FTIL examining Sebi's ruling on 'fit and proper'
Mar 20 2014 , New Delhi
"We wish to inform you that our legal team is examining the Sebi order and the company will take appropriate steps as suggested by the lawyers in due course of time," Financial Technologies India Ltd (FTIL) said in regulatory filing to the stock exchanges.
The Securities and Exchange Board of India (Sebi), yesterday, directed Jignesh Shah-led FTIL to sell shares in MCX-SX and other entities within 90 days on the ground that it was not "fit and proper" to own stakes in any exchange.
On reports that FTIL is looking for buyer in Mauritius business, the company said it would not like to offer any comments.

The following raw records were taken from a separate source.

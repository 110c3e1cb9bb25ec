// src/core/concurrent/blocking_queue.rs

//! An unbounded FIFO queue whose consumers can block until an item arrives or
//! an exit condition becomes true.
//!
//! The exit condition is always evaluated while the queue lock is held. A
//! thread that flips the condition and then calls [`BlockingQueue::wake_all`]
//! therefore cannot race past a waiter: either the waiter sees the new state
//! before it sleeps, or it is already parked and gets the notification.

use parking_lot::{Condvar, Mutex};
use std::collections::VecDeque;
use std::time::{Duration, Instant};

#[derive(Debug)]
pub struct BlockingQueue<T> {
    items: Mutex<VecDeque<T>>,
    not_empty: Condvar,
}

impl<T> Default for BlockingQueue<T> {
    fn default() -> Self {
        Self::new()
    }
}

impl<T> BlockingQueue<T> {
    pub fn new() -> Self {
        Self {
            items: Mutex::new(VecDeque::new()),
            not_empty: Condvar::new(),
        }
    }

    /// Appends an item and wakes one waiting consumer.
    pub fn push(&self, item: T) {
        let mut items = self.items.lock();
        items.push_back(item);
        self.not_empty.notify_one();
    }

    /// Appends an item unless `reject` returns true. `reject` runs under the
    /// queue lock, so it pairs with the exit condition of
    /// [`take_or_exit`](Self::take_or_exit). A rejected item is handed back.
    pub fn push_unless(
        &self,
        item: T,
        reject: impl FnOnce(&VecDeque<T>) -> bool,
    ) -> Result<(), T> {
        let mut items = self.items.lock();
        if reject(&items) {
            return Err(item);
        }
        items.push_back(item);
        self.not_empty.notify_one();
        Ok(())
    }

    /// Removes the head of the queue without blocking.
    pub fn try_take(&self) -> Option<T> {
        self.items.lock().pop_front()
    }

    /// Blocks until an item is available or `exit` returns true.
    ///
    /// `exit` is checked before every dequeue attempt, so a true exit condition
    /// wins over queued items. Callers that want to drain first can inspect the
    /// queue passed to the closure.
    pub fn take_or_exit(&self, exit: impl Fn(&VecDeque<T>) -> bool) -> Option<T> {
        let mut items = self.items.lock();
        loop {
            if exit(&items) {
                return None;
            }
            if let Some(item) = items.pop_front() {
                return Some(item);
            }
            self.not_empty.wait(&mut items);
        }
    }

    /// Like [`take_or_exit`](Self::take_or_exit) but gives up after `timeout`.
    pub fn take_timeout(
        &self,
        timeout: Duration,
        exit: impl Fn(&VecDeque<T>) -> bool,
    ) -> Option<T> {
        let deadline = Instant::now() + timeout;
        let mut items = self.items.lock();
        loop {
            if exit(&items) {
                return None;
            }
            if let Some(item) = items.pop_front() {
                return Some(item);
            }
            if self.not_empty.wait_until(&mut items, deadline).timed_out() {
                if exit(&items) {
                    return None;
                }
                return items.pop_front();
            }
        }
    }

    /// Wakes every waiting consumer so it re-evaluates its exit condition.
    pub fn wake_all(&self) {
        let _items = self.items.lock();
        self.not_empty.notify_all();
    }

    /// Removes and returns every queued item.
    pub fn drain(&self) -> Vec<T> {
        self.items.lock().drain(..).collect()
    }

    pub fn len(&self) -> usize {
        self.items.lock().len()
    }

    pub fn is_empty(&self) -> bool {
        self.items.lock().is_empty()
    }
}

"As a responsible corporate and as a matter of good corporate governance practice, any price sensitive information pertaining to operations or performance of the company, or such other information as required under Clause 36 of the Listing Agreement, will be first notified to the stock exchanges to comply with the Listing Agreement," FTIL added.
Meanwhile, MCX said that it "is in no way concerned, associated or connected" over Sebi's order that directed FTIL to sell shares in MCX-SX and other bourses.

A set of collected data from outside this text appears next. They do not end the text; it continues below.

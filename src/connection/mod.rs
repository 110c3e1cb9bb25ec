// src/connection/mod.rs

//! The connection: owns the sessions created through it, the routing of
//! inbound messages to consumers, and the executor that delivers them.

// Declare the private sub-modules of the `connection` module.
mod core;
mod dispatch;

// Publicly re-export the primary types from the sub-modules.
pub use self::core::Connection;
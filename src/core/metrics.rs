// src/core/metrics.rs

//! Defines and registers Prometheus metrics for client-side monitoring.
//!
//! This module uses `lazy_static` to ensure that metrics are registered only once
//! globally for the entire process.

use lazy_static::lazy_static;
use prometheus::{
    Counter, CounterVec, Gauge, TextEncoder, register_counter, register_counter_vec,
    register_gauge,
};

lazy_static! {
    // --- Gauges ---
    /// The number of sessions currently open across all connections.
    pub static ref OPEN_SESSIONS: Gauge =
        register_gauge!("ferrocms_open_sessions", "Number of currently open sessions.").unwrap();

    // --- Counters ---
    /// Messages handed to the connector, labelled by dispatch mode (`sync` or `async`).
    pub static ref MESSAGES_SENT_TOTAL: CounterVec =
        register_counter_vec!("ferrocms_messages_sent_total", "Total number of messages forwarded to the connector.", &["mode"]).unwrap();
    /// Async messages discarded because their session closed before they were forwarded.
    pub static ref MESSAGES_PURGED_TOTAL: Counter =
        register_counter!("ferrocms_messages_purged_total", "Total number of unsent async messages purged on session close.").unwrap();
    /// Messages acknowledged through a session.
    pub static ref ACKNOWLEDGEMENTS_TOTAL: Counter =
        register_counter!("ferrocms_acknowledgements_total", "Total number of message acknowledgements.").unwrap();
    /// Completed transactions, labelled by outcome (`commit` or `rollback`).
    pub static ref TRANSACTIONS_TOTAL: CounterVec =
        register_counter_vec!("ferrocms_transactions_total", "Total number of completed transactions, labelled by outcome.", &["outcome"]).unwrap();
    /// Messages redelivered to a consumer after a rollback.
    pub static ref REDELIVERIES_TOTAL: Counter =
        register_counter!("ferrocms_redeliveries_total", "Total number of messages redelivered after rollback.").unwrap();
    /// Tasks run to completion by executor worker threads.
    pub static ref EXECUTOR_TASKS_TOTAL: Counter =
        register_counter!("ferrocms_executor_tasks_total", "Total number of tasks executed by thread pools.").unwrap();
}

/// Gathers all registered metrics and encodes them in the Prometheus text format.
pub fn gather_metrics() -> String {
    let encoder = TextEncoder::new();
    let metric_families = prometheus::gather();
    encoder
        .encode_to_string(&metric_families)
        .unwrap_or_else(|e| format!("# Failed to encode metrics: {e}"))
}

Yesterday Sebi ruled that FTIL is not "fit and proper" to own stakes in any stock exchange and also directed it to divest existing holdings in MCX-SX and four other entities.
Besides MCX Stock Exchange, the group holds equity in its rival NSE, Delhi Stock Exchange (DSE), Vadodara Stock Exchange (VSE) and
MCX-SX Clearing Corporation (MCX-SX CCL) and all these holdings would need to be disposed off within 90 days.